Record set:
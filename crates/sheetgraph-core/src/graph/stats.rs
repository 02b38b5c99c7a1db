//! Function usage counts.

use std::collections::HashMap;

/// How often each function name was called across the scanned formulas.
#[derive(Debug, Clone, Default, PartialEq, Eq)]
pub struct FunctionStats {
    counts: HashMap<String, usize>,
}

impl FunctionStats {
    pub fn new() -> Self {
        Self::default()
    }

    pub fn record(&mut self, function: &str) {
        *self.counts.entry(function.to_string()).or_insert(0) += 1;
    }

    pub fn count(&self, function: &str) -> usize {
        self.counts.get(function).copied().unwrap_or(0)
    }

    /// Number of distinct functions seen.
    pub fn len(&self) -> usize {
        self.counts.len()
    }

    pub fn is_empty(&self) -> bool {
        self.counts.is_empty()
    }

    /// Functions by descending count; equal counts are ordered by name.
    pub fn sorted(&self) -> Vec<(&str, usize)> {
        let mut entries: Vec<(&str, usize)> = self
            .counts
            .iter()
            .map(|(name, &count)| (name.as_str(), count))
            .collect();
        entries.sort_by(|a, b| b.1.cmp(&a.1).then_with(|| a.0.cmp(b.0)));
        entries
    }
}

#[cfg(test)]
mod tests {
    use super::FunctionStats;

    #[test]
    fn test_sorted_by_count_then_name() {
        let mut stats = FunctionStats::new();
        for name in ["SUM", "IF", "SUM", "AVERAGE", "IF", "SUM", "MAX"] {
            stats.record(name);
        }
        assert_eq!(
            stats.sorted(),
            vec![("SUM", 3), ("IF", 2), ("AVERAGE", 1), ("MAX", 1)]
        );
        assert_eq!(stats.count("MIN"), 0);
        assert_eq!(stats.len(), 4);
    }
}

...

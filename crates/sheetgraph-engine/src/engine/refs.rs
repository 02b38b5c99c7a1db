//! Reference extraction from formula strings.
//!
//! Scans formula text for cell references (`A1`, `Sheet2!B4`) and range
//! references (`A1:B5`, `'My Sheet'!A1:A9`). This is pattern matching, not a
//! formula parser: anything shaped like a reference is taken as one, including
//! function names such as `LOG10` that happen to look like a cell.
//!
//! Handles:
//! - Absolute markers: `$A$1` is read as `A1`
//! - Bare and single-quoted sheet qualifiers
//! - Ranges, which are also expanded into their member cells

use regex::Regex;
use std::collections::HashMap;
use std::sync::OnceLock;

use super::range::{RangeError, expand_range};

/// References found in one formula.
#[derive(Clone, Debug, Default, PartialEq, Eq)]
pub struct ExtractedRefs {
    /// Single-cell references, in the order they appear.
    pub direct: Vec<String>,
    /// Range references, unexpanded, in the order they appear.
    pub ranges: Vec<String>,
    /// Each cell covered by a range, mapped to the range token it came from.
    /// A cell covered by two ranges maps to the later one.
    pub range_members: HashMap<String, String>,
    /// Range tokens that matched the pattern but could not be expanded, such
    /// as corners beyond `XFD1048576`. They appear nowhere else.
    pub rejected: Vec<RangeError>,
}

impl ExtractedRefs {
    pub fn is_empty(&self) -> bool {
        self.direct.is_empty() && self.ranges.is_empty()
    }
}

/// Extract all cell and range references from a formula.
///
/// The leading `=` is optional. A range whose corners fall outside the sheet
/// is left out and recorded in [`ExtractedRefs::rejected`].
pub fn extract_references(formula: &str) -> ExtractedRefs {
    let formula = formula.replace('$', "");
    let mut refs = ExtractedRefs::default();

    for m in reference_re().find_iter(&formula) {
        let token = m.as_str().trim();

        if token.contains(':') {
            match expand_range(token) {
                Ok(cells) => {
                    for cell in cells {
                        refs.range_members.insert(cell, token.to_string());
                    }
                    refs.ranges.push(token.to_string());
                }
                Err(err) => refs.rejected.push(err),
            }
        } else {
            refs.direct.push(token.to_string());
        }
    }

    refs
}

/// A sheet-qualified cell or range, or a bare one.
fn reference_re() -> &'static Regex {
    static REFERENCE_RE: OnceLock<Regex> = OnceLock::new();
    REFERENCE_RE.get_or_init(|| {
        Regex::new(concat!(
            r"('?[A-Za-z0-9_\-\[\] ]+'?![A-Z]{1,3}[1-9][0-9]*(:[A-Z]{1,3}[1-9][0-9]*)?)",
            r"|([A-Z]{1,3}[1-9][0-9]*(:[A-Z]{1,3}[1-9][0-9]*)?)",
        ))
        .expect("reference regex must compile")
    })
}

...

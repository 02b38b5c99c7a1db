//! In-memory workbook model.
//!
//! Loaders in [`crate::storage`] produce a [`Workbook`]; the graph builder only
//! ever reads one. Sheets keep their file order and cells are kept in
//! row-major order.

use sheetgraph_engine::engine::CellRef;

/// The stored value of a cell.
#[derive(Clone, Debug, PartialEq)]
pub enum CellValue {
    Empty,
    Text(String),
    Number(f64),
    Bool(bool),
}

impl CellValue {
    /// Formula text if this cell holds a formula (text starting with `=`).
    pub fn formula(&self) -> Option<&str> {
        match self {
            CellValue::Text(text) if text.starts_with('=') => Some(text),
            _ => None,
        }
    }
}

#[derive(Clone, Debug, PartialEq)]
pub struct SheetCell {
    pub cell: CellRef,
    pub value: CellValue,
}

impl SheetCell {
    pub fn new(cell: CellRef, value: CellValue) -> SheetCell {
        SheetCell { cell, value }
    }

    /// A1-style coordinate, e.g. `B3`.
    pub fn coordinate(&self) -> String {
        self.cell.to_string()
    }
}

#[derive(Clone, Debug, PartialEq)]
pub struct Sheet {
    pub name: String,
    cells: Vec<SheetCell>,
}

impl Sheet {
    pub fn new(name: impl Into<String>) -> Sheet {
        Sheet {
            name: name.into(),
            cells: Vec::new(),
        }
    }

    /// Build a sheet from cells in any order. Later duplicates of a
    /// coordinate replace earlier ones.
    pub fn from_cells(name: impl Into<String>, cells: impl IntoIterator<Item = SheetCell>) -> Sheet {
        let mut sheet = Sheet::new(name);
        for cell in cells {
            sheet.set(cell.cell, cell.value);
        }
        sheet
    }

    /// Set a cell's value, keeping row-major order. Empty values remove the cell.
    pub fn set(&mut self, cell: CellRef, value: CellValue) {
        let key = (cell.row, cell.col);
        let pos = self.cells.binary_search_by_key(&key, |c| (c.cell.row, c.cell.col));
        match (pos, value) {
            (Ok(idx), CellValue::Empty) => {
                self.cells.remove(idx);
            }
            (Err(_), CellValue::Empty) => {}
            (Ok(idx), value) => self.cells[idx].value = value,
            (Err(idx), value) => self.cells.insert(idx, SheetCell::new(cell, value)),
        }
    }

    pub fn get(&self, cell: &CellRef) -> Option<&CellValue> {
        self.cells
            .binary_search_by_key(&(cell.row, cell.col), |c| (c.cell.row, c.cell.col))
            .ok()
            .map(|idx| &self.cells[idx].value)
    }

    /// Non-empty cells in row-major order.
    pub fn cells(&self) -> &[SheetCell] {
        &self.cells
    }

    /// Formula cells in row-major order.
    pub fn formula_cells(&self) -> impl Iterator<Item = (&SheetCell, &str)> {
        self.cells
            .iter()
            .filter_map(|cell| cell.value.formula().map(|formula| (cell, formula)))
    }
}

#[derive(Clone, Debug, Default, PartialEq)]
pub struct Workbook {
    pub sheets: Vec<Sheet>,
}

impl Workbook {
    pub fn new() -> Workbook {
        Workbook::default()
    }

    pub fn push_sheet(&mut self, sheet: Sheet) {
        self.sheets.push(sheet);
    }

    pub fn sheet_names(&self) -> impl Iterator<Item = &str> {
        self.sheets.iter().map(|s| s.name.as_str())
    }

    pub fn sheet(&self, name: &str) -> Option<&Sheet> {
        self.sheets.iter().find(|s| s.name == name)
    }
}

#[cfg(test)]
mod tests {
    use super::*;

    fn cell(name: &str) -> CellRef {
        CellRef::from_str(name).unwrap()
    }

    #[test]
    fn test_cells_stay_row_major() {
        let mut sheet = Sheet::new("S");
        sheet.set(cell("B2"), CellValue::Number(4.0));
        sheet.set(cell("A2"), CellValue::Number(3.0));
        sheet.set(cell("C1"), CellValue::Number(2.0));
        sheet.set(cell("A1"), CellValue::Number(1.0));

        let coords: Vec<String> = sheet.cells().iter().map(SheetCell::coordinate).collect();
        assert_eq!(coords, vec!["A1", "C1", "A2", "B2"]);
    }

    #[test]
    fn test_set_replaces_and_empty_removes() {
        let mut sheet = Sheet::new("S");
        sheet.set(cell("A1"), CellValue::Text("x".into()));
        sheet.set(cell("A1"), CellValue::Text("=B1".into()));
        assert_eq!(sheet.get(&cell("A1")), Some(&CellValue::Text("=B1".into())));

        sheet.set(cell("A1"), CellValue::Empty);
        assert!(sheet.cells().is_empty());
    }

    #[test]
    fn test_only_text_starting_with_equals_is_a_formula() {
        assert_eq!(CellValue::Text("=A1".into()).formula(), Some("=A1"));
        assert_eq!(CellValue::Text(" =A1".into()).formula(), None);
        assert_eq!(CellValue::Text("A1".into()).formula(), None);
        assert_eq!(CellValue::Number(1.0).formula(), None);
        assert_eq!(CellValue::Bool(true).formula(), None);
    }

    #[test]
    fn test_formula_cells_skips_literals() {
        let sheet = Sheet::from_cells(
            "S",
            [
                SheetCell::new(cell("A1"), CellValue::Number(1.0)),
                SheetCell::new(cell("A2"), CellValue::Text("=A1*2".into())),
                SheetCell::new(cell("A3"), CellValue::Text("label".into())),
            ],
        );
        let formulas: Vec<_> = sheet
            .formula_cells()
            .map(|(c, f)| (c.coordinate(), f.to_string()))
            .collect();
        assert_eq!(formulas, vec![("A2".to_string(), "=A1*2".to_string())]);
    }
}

Work item: Count the lines above that include the word "usize". Reply with that number alone.

Response below: 5